Start of Data to use

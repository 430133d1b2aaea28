//! Tick-to-candle aggregation.

use chrono::{DateTime, Utc};
use tickstore_types::{InstrumentToken, Tick, truncate_to_minute};

use crate::Candle;

/// Streaming one-minute candle aggregator.
///
/// Expects ticks ordered by `(instrument_token, timestamp)`. A candle is
/// emitted as soon as a tick for a different instrument or minute arrives.
#[derive(Debug, Default)]
pub struct CandleAggregator {
    current: Option<CandleBuilder>,
}

impl CandleAggregator {
    /// Creates a new aggregator.
    #[must_use]
    pub const fn new() -> Self {
        Self { current: None }
    }

    /// Processes a tick, potentially emitting a completed candle.
    ///
    /// Returns `Some(candle)` when this tick starts a new bucket,
    /// `None` otherwise.
    pub fn process(&mut self, tick: &Tick) -> Option<Candle> {
        let bucket = truncate_to_minute(tick.timestamp);

        match self.current.take() {
            Some(mut builder) if builder.is_same_bucket(tick.instrument_token, bucket) => {
                builder.update(tick);
                self.current = Some(builder);
                None
            }
            Some(builder) => {
                self.current = Some(CandleBuilder::new(bucket, tick));
                Some(builder.finish())
            }
            None => {
                self.current = Some(CandleBuilder::new(bucket, tick));
                None
            }
        }
    }

    /// Finishes aggregation, returning any remaining partial candle.
    #[must_use]
    pub fn finish(self) -> Option<Candle> {
        self.current.map(CandleBuilder::finish)
    }
}

/// Derives candles from an unordered collection of ticks.
///
/// Ticks are stably sorted by `(instrument_token, timestamp)`, so ticks that
/// share a timestamp keep their input order. Callers reading from the store
/// pass rows in storage order, which makes the tie-break identical to the
/// one the SQL query applies. The result is ordered by instrument, then by
/// bucket start ascending.
#[must_use]
pub fn aggregate_candles(ticks: impl IntoIterator<Item = Tick>) -> Vec<Candle> {
    let mut ticks: Vec<Tick> = ticks.into_iter().collect();
    ticks.sort_by_key(|tick| (tick.instrument_token, tick.timestamp));

    let mut aggregator = CandleAggregator::new();
    let mut candles = Vec::new();

    for tick in &ticks {
        if let Some(candle) = aggregator.process(tick) {
            candles.push(candle);
        }
    }

    if let Some(candle) = aggregator.finish() {
        candles.push(candle);
    }

    candles
}

/// Builder for a single candle.
#[derive(Debug)]
struct CandleBuilder {
    instrument_token: InstrumentToken,
    bucket_start: DateTime<Utc>,
    open: f64,
    high: f64,
    low: f64,
    close: f64,
}

impl CandleBuilder {
    fn new(bucket_start: DateTime<Utc>, tick: &Tick) -> Self {
        let price = tick.last_price;
        Self {
            instrument_token: tick.instrument_token,
            bucket_start,
            open: price,
            high: price,
            low: price,
            close: price,
        }
    }

    fn is_same_bucket(&self, instrument_token: InstrumentToken, bucket: DateTime<Utc>) -> bool {
        self.instrument_token == instrument_token && self.bucket_start == bucket
    }

    fn update(&mut self, tick: &Tick) {
        let price = tick.last_price;
        self.high = self.high.max(price);
        self.low = self.low.min(price);
        self.close = price;
    }

    const fn finish(self) -> Candle {
        Candle::new(
            self.instrument_token,
            self.bucket_start,
            self.open,
            self.high,
            self.low,
            self.close,
        )
    }
}
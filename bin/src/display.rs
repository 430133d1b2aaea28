//! Argument parsing helpers and output formatting for the tickstore CLI.

use anyhow::{Context, Result};
use chrono::{DateTime, NaiveDateTime, Utc};
use clap::ValueEnum;
use std::fs::File;
use std::io::{BufWriter, Write};
use std::path::Path;
use tickstore_lib::prelude::*;

/// Where candle aggregation runs.
#[derive(Clone, Copy, ValueEnum)]
pub(crate) enum Mode {
    /// Aggregate in SQL
    Store,
    /// Fetch raw ticks and aggregate in process
    Client,
}

impl From<Mode> for AggregationMode {
    fn from(mode: Mode) -> Self {
        match mode {
            Mode::Store => Self::Store,
            Mode::Client => Self::Client,
        }
    }
}

/// Parses an RFC3339 timestamp, or `YYYY-MM-DD HH:MM:SS` taken as UTC.
pub(crate) fn parse_timestamp(s: &str) -> Result<DateTime<Utc>> {
    if let Ok(ts) = DateTime::parse_from_rfc3339(s) {
        return Ok(ts.with_timezone(&Utc));
    }
    let naive = NaiveDateTime::parse_from_str(s, "%Y-%m-%d %H:%M:%S").with_context(|| {
        format!("Invalid timestamp: {s} (expected RFC3339 or YYYY-MM-DD HH:MM:SS)")
    })?;
    Ok(naive.and_utc())
}

/// Rows to write out.
#[derive(Clone, Copy)]
pub(crate) enum Records<'a> {
    Candles(&'a [Candle]),
    Ticks(&'a [Tick]),
}

impl Records<'_> {
    pub(crate) const fn len(&self) -> usize {
        match self {
            Self::Candles(candles) => candles.len(),
            Self::Ticks(ticks) => ticks.len(),
        }
    }

    fn write_with<F: Formatter, W: Write + Send>(
        self,
        formatter: &F,
        writer: W,
    ) -> Result<(), FormatError> {
        match self {
            Self::Candles(candles) => formatter.write_candles(candles, writer),
            Self::Ticks(ticks) => formatter.write_ticks(ticks, writer),
        }
    }
}

/// Write records to a file, or stdout, in the specified format.
///
/// `header` only affects CSV and TSV output.
pub(crate) fn write_records(
    records: Records<'_>,
    output: Option<&Path>,
    format: OutputFormat,
    header: bool,
) -> Result<()> {
    let mut writer: Box<dyn Write + Send> = match output {
        Some(path) => Box::new(BufWriter::new(
            File::create(path).with_context(|| format!("Failed to create {}", path.display()))?,
        )),
        None => Box::new(BufWriter::new(std::io::stdout())),
    };

    match format {
        OutputFormat::Csv => {
            let formatter = CsvFormatter::new().with_header(header);
            records.write_with(&formatter, &mut writer)?;
        }
        OutputFormat::Tsv => {
            let formatter = CsvFormatter::tsv().with_header(header);
            records.write_with(&formatter, &mut writer)?;
        }
        OutputFormat::Json => {
            let formatter = JsonFormatter::new();
            records.write_with(&formatter, &mut writer)?;
        }
        OutputFormat::Ndjson => {
            let formatter = JsonFormatter::ndjson();
            records.write_with(&formatter, &mut writer)?;
        }
    }

    writer.flush()?;
    Ok(())
}

#[cfg(test)]
mod tests {
    use super::*;
    use chrono::TimeZone;

    #[test]
    fn test_parse_rfc3339() {
        let ts = parse_timestamp("2022-05-18T19:34:00+05:30").unwrap();
        assert_eq!(ts, Utc.with_ymd_and_hms(2022, 5, 18, 14, 4, 0).unwrap());
    }

    #[test]
    fn test_parse_plain_datetime_as_utc() {
        let ts = parse_timestamp("2022-05-18 14:04:59").unwrap();
        assert_eq!(ts, Utc.with_ymd_and_hms(2022, 5, 18, 14, 4, 59).unwrap());
    }

    #[test]
    fn test_parse_rejects_date_only() {
        assert!(parse_timestamp("2022-05-18").is_err());
    }

    #[test]
    fn test_write_candles_to_file() {
        let dir = tempfile::TempDir::new().unwrap();
        let path = dir.path().join("candles.ndjson");
        let bucket = Utc.with_ymd_and_hms(2022, 5, 18, 14, 4, 0).unwrap();
        let candles = vec![Candle::new(633601, bucket, 156.85, 158.0, 156.0, 157.75)];

        write_records(
            Records::Candles(&candles),
            Some(path.as_path()),
            OutputFormat::Ndjson,
            true,
        )
        .unwrap();

        let written = std::fs::read_to_string(&path).unwrap();
        assert_eq!(written.lines().count(), 1);
        assert!(written.contains("\"close\":157.75"));
    }

    #[test]
    fn test_write_ticks_as_tsv_without_header() {
        let dir = tempfile::TempDir::new().unwrap();
        let path = dir.path().join("ticks.tsv");
        let ts = Utc.with_ymd_and_hms(2022, 5, 18, 14, 4, 0).unwrap();
        let ticks = vec![Tick::new(633601, ts, 156.85)];

        write_records(Records::Ticks(&ticks), Some(path.as_path()), OutputFormat::Tsv, false)
            .unwrap();

        let written = std::fs::read_to_string(&path).unwrap();
        assert_eq!(written, "2022-05-18T14:04:00.000Z\t633601\t156.85\n");
    }
}
//! Indexed Expansion
//!
//! A map cache applies its function element by element over exactly one
//! container dependency while every other dependency contributes its whole
//! value to each call. This module types that split: the [`MapArgs`] trait
//! describes a dependency list with the container at const position
//! `INDEXED`, and [`ArgRole`] tags each subscription with the part its
//! dependency plays.
//!
//! The trait is implemented for a bare container handle (`INDEXED = 0`) and
//! for tuples up to arity four at every position. Each implementation also
//! fixes the map function's arity and parameter types, so a function that
//! does not line up with the dependency list is rejected at compile time.

use std::sync::Arc;

use super::node::Node;
use super::subscriber::Subscriber;

/// Role a dependency plays in a map cache's argument list. Fixed when the
/// node is constructed.
#[derive(Debug, Clone, Copy, PartialEq, Eq)]
pub enum ArgRole {
    /// The container argument. Its elements drive the output, one call per
    /// position.
    Indexed,
    /// A broadcast argument. Its whole value is handed to every element
    /// call of a pass.
    Broadcast,
}

/// A dependency list accepted by the map cache constructors, with the
/// container dependency at position `INDEXED`.
///
/// `F` is the map function: one parameter per dependency in tuple order,
/// where the `INDEXED` parameter is a borrowed element and every other
/// parameter is the borrowed value of its dependency.
pub trait MapArgs<const INDEXED: usize, F> {
    /// Element type of the indexed container.
    type Element: Send + Sync + 'static;
    /// Value type the map function produces per element.
    type MapOutput: Send + Sync + 'static;

    /// Snapshot of the indexed container's current value.
    fn elements(&self) -> Arc<Vec<Self::Element>>;

    /// Snapshot every broadcast dependency once and close over the function,
    /// yielding the per-element computation for one pass.
    fn bind<'f>(
        &self,
        function: &'f F,
    ) -> Box<dyn Fn(&Self::Element) -> Self::MapOutput + 'f>;

    /// Register one role-tagged subscriber per dependency.
    fn subscribe(&self, make: &dyn Fn(ArgRole) -> Subscriber);
}

impl<D, E, F, O> MapArgs<0, F> for D
where
    D: Node<Output = Vec<E>> + 'static,
    E: Send + Sync + 'static,
    F: Fn(&E) -> O + Send + Sync,
    O: Send + Sync + 'static,
{
    type Element = E;
    type MapOutput = O;

    fn elements(&self) -> Arc<Vec<E>> {
        self.current()
    }

    fn bind<'f>(&self, function: &'f F) -> Box<dyn Fn(&E) -> O + 'f> {
        Box::new(move |element| function(element))
    }

    fn subscribe(&self, make: &dyn Fn(ArgRole) -> Subscriber) {
        self.on_change(make(ArgRole::Indexed));
    }
}

macro_rules! impl_map_args {
    ($index:tt => $($pre:ident)* ; $container:ident ; $($post:ident)*) => {
        #[allow(non_snake_case)]
        impl<$($pre,)* $container, $($post,)* E, F, O> MapArgs<$index, F>
            for ($($pre,)* $container, $($post,)*)
        where
            $($pre: Node + 'static,)*
            $container: Node<Output = Vec<E>> + 'static,
            $($post: Node + 'static,)*
            E: Send + Sync + 'static,
            F: Fn($(&<$pre as Node>::Output,)* &E, $(&<$post as Node>::Output,)*) -> O
                + Send
                + Sync,
            O: Send + Sync + 'static,
        {
            type Element = E;
            type MapOutput = O;

            fn elements(&self) -> Arc<Vec<E>> {
                self.$index.current()
            }

            fn bind<'f>(&self, function: &'f F) -> Box<dyn Fn(&E) -> O + 'f> {
                let ($($pre,)* _, $($post,)*) = self;
                $(let $pre = $pre.current();)*
                $(let $post = $post.current();)*
                Box::new(move |element| function($(&*$pre,)* element, $(&*$post,)*))
            }

            fn subscribe(&self, make: &dyn Fn(ArgRole) -> Subscriber) {
                let ($($pre,)* $container, $($post,)*) = self;
                $($pre.on_change(make(ArgRole::Broadcast));)*
                $container.on_change(make(ArgRole::Indexed));
                $($post.on_change(make(ArgRole::Broadcast));)*
            }
        }
    };
}

impl_map_args!(0 => ; C ;);
impl_map_args!(0 => ; C ; B0);
impl_map_args!(1 => A0 ; C ;);
impl_map_args!(0 => ; C ; B0 B1);
impl_map_args!(1 => A0 ; C ; B0);
impl_map_args!(2 => A0 A1 ; C ;);
impl_map_args!(0 => ; C ; B0 B1 B2);
impl_map_args!(1 => A0 ; C ; B0 B1);
impl_map_args!(2 => A0 A1 ; C ; B0);
impl_map_args!(3 => A0 A1 A2 ; C ;);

End of Data to use

Give back exactly the material above from its opening line to the line bearing "#[derive(Debug, Default)]".

**Reply**
repository 430133d1b2aaea28
//! Tick-to-candle aggregation.

use chrono::{DateTime, Utc};
use tickstore_types::{InstrumentToken, Tick, truncate_to_minute};

use crate::Candle;

/// Streaming one-minute candle aggregator.
///
/// Expects ticks ordered by `(instrument_token, timestamp)`. A candle is
/// emitted as soon as a tick for a different instrument or minute arrives.
#[derive(Debug, Default)]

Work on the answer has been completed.